Les mineurs étrangers ont droit à l’enfance
Par Luc Renaud
/
Les élus de gauche au conseil départemental ont enquêté sur l’accueil des mineurs non accompagnés. Elle relève de l’aide sociale à l’enfance, un service du département. D’où il ressort des choix politiques de la majorité de droite et un manque de moyens pour faire face aux besoins. Sylvie*, travailleuse sociale, nous fait part de son expérience.

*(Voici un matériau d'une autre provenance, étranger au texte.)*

//! Athena query execution client.
//!
//! Wraps [`aws_sdk_athena::Client`] with the submit → poll → fetch flow the
//! reporting service needs, behind the [`QueryExecutor`] trait so handlers
//! can be tested against a stub.

use std::collections::HashMap;
use std::time::Duration;

use async_trait::async_trait;
use aws_sdk_athena::error::DisplayErrorContext;
use aws_sdk_athena::types::{QueryExecutionContext, QueryExecutionState, ResultConfiguration};
use fleetpulse_core::QueryTable;
use serde::{Deserialize, Serialize};

use crate::config::AthenaSettings;
use crate::error::AthenaError;

// ---------------------------------------------------------------------------
// Constants
// ---------------------------------------------------------------------------

/// Polling deadline applied when a request does not carry its own.
pub const DEFAULT_QUERY_TIMEOUT_SECS: u64 = 300;

/// Delay between successive execution-state polls.
const POLL_INTERVAL: Duration = Duration::from_secs(2);

/// Rows requested per results page (the Athena maximum).
const RESULTS_PAGE_SIZE: i32 = 1000;

/// Catalog the connectivity check lists databases from.
const CATALOG_NAME: &str = "AwsDataCatalog";

/// Databases requested by the connectivity check.
const MAX_LISTED_DATABASES: i32 = 20;

/// Databases echoed back in a [`ConnectionReport`].
const REPORTED_DATABASES: usize = 10;

// ---------------------------------------------------------------------------
// Request / response types
// ---------------------------------------------------------------------------

/// A raw query request, as accepted by the development query routes.
#[derive(Debug, Clone, Serialize, Deserialize)]
pub struct QueryRequest {
    /// Logical database key (see [`AthenaSettings::databases`]); the
    /// executor's configured default when absent.
    #[serde(rename = "database", default)]
    pub database_key: Option<String>,
    /// SQL to execute.
    pub query: String,
    /// Polling deadline override, in seconds.
    #[serde(default)]
    pub timeout_secs: Option<u64>,
}

impl QueryRequest {
    /// Database key for this request, falling back to `default` when the
    /// request does not name one.
    pub fn database_key_or<'a>(&'a self, default: &'a str) -> &'a str {
        self.database_key.as_deref().unwrap_or(default)
    }

    /// Polling deadline for this request.
    pub fn timeout(&self) -> Duration {
        Duration::from_secs(self.timeout_secs.unwrap_or(DEFAULT_QUERY_TIMEOUT_SECS))
    }
}

/// Acknowledgement for a submitted (not yet finished) query.
#[derive(Debug, Clone, Serialize)]
pub struct QuerySubmission {
    pub query_execution_id: String,
    pub database_name: String,
}

/// Result of a connectivity check against one configured database.
#[derive(Debug, Clone, Serialize)]
pub struct ConnectionReport {
    pub database_key: String,
    pub database_name: String,
    /// Whether the configured database shows up in the catalog listing.
    pub database_exists: bool,
    /// First few databases visible in the catalog.
    pub available_databases: Vec<String>,
}

// ---------------------------------------------------------------------------
// QueryExecutor trait
// ---------------------------------------------------------------------------

/// Query execution seam.
///
/// The api crate talks to this trait instead of the SDK client directly, so
/// integration tests can substitute a canned-response stub.
#[async_trait]
pub trait QueryExecutor: Send + Sync {
    /// Logical database key → Athena database name, as configured.
    fn databases(&self) -> &HashMap<String, String>;

    /// Key used when a request does not name a database.
    fn default_database(&self) -> &str;

    /// Submit a query without waiting for it to finish.
    async fn start_query(
        &self,
        database_key: &str,
        sql: &str,
    ) -> Result<QuerySubmission, AthenaError>;

    /// Fetch the complete result set of a finished query.
    async fn fetch_results(
        &self,
        database_key: &str,
        execution_id: &str,
    ) -> Result<QueryTable, AthenaError>;

    /// Submit a query, wait for completion, and fetch its results.
    ///
    /// A request without a database key runs against
    /// [`QueryExecutor::default_database`].
    async fn execute_and_wait(&self, request: &QueryRequest) -> Result<QueryTable, AthenaError>;

    /// Verify connectivity and database visibility for one configured key.
    async fn check_connection(&self, database_key: &str)
        -> Result<ConnectionReport, AthenaError>;
}

// ---------------------------------------------------------------------------
// Poll-state classification
// ---------------------------------------------------------------------------

/// Outcome of one execution-state poll.
#[derive(Debug, PartialEq, Eq)]
enum PollOutcome {
    /// Queued or running; keep polling.
    Pending,
    Succeeded,
    /// Terminal non-success state.
    Failed { state: String, reason: String },
}

fn classify_execution(state: Option<&QueryExecutionState>, reason: Option<&str>) -> PollOutcome {
    match state {
        Some(QueryExecutionState::Succeeded) => PollOutcome::Succeeded,
        Some(state @ (QueryExecutionState::Failed | QueryExecutionState::Cancelled)) => {
            PollOutcome::Failed {
                state: state.as_str().to_string(),
                reason: reason.unwrap_or("Unknown error").to_string(),
            }
        }
        // QUEUED, RUNNING, a state this SDK does not know yet, or a response
        // with no status attached.
        _ => PollOutcome::Pending,
    }
}

// ---------------------------------------------------------------------------
// AthenaExecutor
// ---------------------------------------------------------------------------

/// The production [`QueryExecutor`] backed by the AWS SDK.
pub struct AthenaExecutor {
    client: aws_sdk_athena::Client,
    settings: AthenaSettings,
}

impl AthenaExecutor {
    /// Build an executor from settings, loading AWS credentials from the
    /// SDK's default provider chain.
    pub async fn from_settings(settings: AthenaSettings) -> Self {
        let sdk_config = aws_config::defaults(aws_config::BehaviorVersion::latest())
            .region(aws_config::Region::new(settings.region.clone()))
            .load()
            .await;

        Self {
            client: aws_sdk_athena::Client::new(&sdk_config),
            settings,
        }
    }

    /// Poll the execution state until the query finishes or `timeout` passes.
    pub async fn wait_for_completion(
        &self,
        execution_id: &str,
        timeout: Duration,
    ) -> Result<(), AthenaError> {
        let deadline = tokio::time::Instant::now() + timeout;

        loop {
            let output = self
                .client
                .get_query_execution()
                .query_execution_id(execution_id)
                .send()
                .await
                .map_err(|e| AthenaError::Request(DisplayErrorContext(e).to_string()))?;

            let status = output.query_execution().and_then(|q| q.status());
            let outcome = classify_execution(
                status.and_then(|s| s.state()),
                status.and_then(|s| s.state_change_reason()),
            );

            match outcome {
                PollOutcome::Succeeded => return Ok(()),
                PollOutcome::Failed { state, reason } => {
                    tracing::warn!(execution_id, %state, %reason, "Query did not succeed");
                    return Err(AthenaError::QueryFailed { state, reason });
                }
                PollOutcome::Pending => {}
            }

            if tokio::time::Instant::now() >= deadline {
                return Err(AthenaError::Timeout {
                    seconds: timeout.as_secs(),
                });
            }

            tracing::debug!(execution_id, "Query still running");
            tokio::time::sleep(POLL_INTERVAL).await;
        }
    }
}

#[async_trait]
impl QueryExecutor for AthenaExecutor {
    fn databases(&self) -> &HashMap<String, String> {
        &self.settings.databases
    }

    fn default_database(&self) -> &str {
        &self.settings.default_database
    }

    async fn start_query(
        &self,
        database_key: &str,
        sql: &str,
    ) -> Result<QuerySubmission, AthenaError> {
        let database_name = self.settings.resolve(database_key)?.to_string();

        let context = QueryExecutionContext::builder()
            .database(database_name.clone())
            .build();
        let result_config = ResultConfiguration::builder()
            .output_location(self.settings.output_location.clone())
            .build();

        let output = self
            .client
            .start_query_execution()
            .query_string(sql)
            .query_execution_context(context)
            .result_configuration(result_config)
            .send()
            .await
            .map_err(|e| AthenaError::Request(DisplayErrorContext(e).to_string()))?;

        let query_execution_id = output
            .query_execution_id()
            .map(str::to_string)
            .ok_or_else(|| {
                AthenaError::Request("Athena returned no query execution id".to_string())
            })?;

        tracing::info!(
            database = %database_name,
            query_execution_id = %query_execution_id,
            "Submitted Athena query"
        );

        Ok(QuerySubmission {
            query_execution_id,
            database_name,
        })
    }

    async fn fetch_results(
        &self,
        database_key: &str,
        execution_id: &str,
    ) -> Result<QueryTable, AthenaError> {
        // Results are keyed by execution id alone; the key is resolved so a
        // typo fails loudly instead of returning another database's rows.
        self.settings.resolve(database_key)?;

        let mut columns: Vec<String> = Vec::new();
        let mut rows: Vec<Vec<String>> = Vec::new();
        let mut next_token: Option<String> = None;
        let mut first_page = true;

        loop {
            let mut request = self
                .client
                .get_query_results()
                .query_execution_id(execution_id)
                .max_results(RESULTS_PAGE_SIZE);
            if let Some(token) = &next_token {
                request = request.next_token(token.clone());
            }

            let output = request
                .send()
                .await
                .map_err(|e| AthenaError::Request(DisplayErrorContext(e).to_string()))?;

            if let Some(result_set) = output.result_set() {
                if first_page {
                    columns = result_set
                        .result_set_metadata()
                        .map(|meta| {
                            meta.column_info()
                                .iter()
                                .map(|col| col.name().to_string())
                                .collect()
                        })
                        .unwrap_or_default();
                }

                for (index, row) in result_set.rows().iter().enumerate() {
                    // Athena repeats the column headers as the first row of
                    // the first page of a SELECT.
                    if first_page && index == 0 {
                        if columns.is_empty() {
                            columns = row
                                .data()
                                .iter()
                                .map(|datum| {
                                    datum.var_char_value().unwrap_or_default().to_string()
                                })
                                .collect();
                        }
                        continue;
                    }
                    rows.push(
                        row.data()
                            .iter()
                            .map(|datum| datum.var_char_value().unwrap_or_default().to_string())
                            .collect(),
                    );
                }
            }

            first_page = false;
            match output.next_token() {
                Some(token) => next_token = Some(token.to_string()),
                None => break,
            }
        }

        tracing::debug!(execution_id, row_count = rows.len(), "Fetched query results");

        Ok(QueryTable::new(columns, rows))
    }

    async fn execute_and_wait(&self, request: &QueryRequest) -> Result<QueryTable, AthenaError> {
        let database_key = request.database_key_or(self.default_database());
        let submission = self.start_query(database_key, &request.query).await?;
        self.wait_for_completion(&submission.query_execution_id, request.timeout())
            .await?;
        self.fetch_results(database_key, &submission.query_execution_id)
            .await
    }

    async fn check_connection(
        &self,
        database_key: &str,
    ) -> Result<ConnectionReport, AthenaError> {
        let database_name = self.settings.resolve(database_key)?.to_string();

        let output = self
            .client
            .list_databases()
            .catalog_name(CATALOG_NAME)
            .max_results(MAX_LISTED_DATABASES)
            .send()
            .await
            .map_err(|e| AthenaError::Request(DisplayErrorContext(e).to_string()))?;

        let available: Vec<String> = output
            .database_list()
            .iter()
            .map(|db| db.name().to_string())
            .collect();
        let database_exists = available.iter().any(|name| name == &database_name);

        Ok(ConnectionReport {
            database_key: database_key.to_string(),
            database_name,
            database_exists,
            available_databases: available.into_iter().take(REPORTED_DATABASES).collect(),
        })
    }
}

// ---------------------------------------------------------------------------
// Tests
// ---------------------------------------------------------------------------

« Les jeunes qui arrivent ne sont pas les mêmes : il y a quelques années, on pouvait prendre l’avion avec des faux papiers, aujourd’hui, les jeunes ont souvent traversé la Libye, connu parfois l’esclavage et la prostitution ; leur parcours d’immigration a duré des mois. » Sylvie* est éducatrice dans une association qui gère notamment des foyers d’accueil pour les mineurs non accompagnés (MNA). Mineurs non accompagnés, c’est-à-dire étranger de moins de 18 ans arrivé en France sans papiers.
La loi française est claire : un mineur est un enfant avant d’être un étranger. Il a droit à une protection immédiate, une « mise à l’abri » dans la langue administrative, tout comme n’importe quel mineur en danger. Un peu plus compliqué dans la réalité. Le département a la responsabilité de la protection de l’enfance. Un coût budgétaire que la majorité de droite élue en 2014 veut minimiser, dans le contexte d’une augmentation du nombre de MNA. Ce qui s’est notamment traduit par des difficultés accrues à la reconnaissance du statut de MNA : mineurs, c’est moins de 18 ans, et il n’existe pas de méthode fiable pour déterminer l’âge d’un adolescent à quelques mois près. Contestation, retard… et arrive la majorité synonyme de situation illégale. Une autre mesure a mis le feu aux poudres dans le milieu associatif : début 2018, le département a interrompu le dispositif « contrat jeune majeur » qui assure aux mineurs la continuité d’un suivi jusqu’à l’âge de 21 ans. Face à la levée de bouclier et aux conséquences de la mise à la rue de trop de jeunes, la situation a évolué depuis.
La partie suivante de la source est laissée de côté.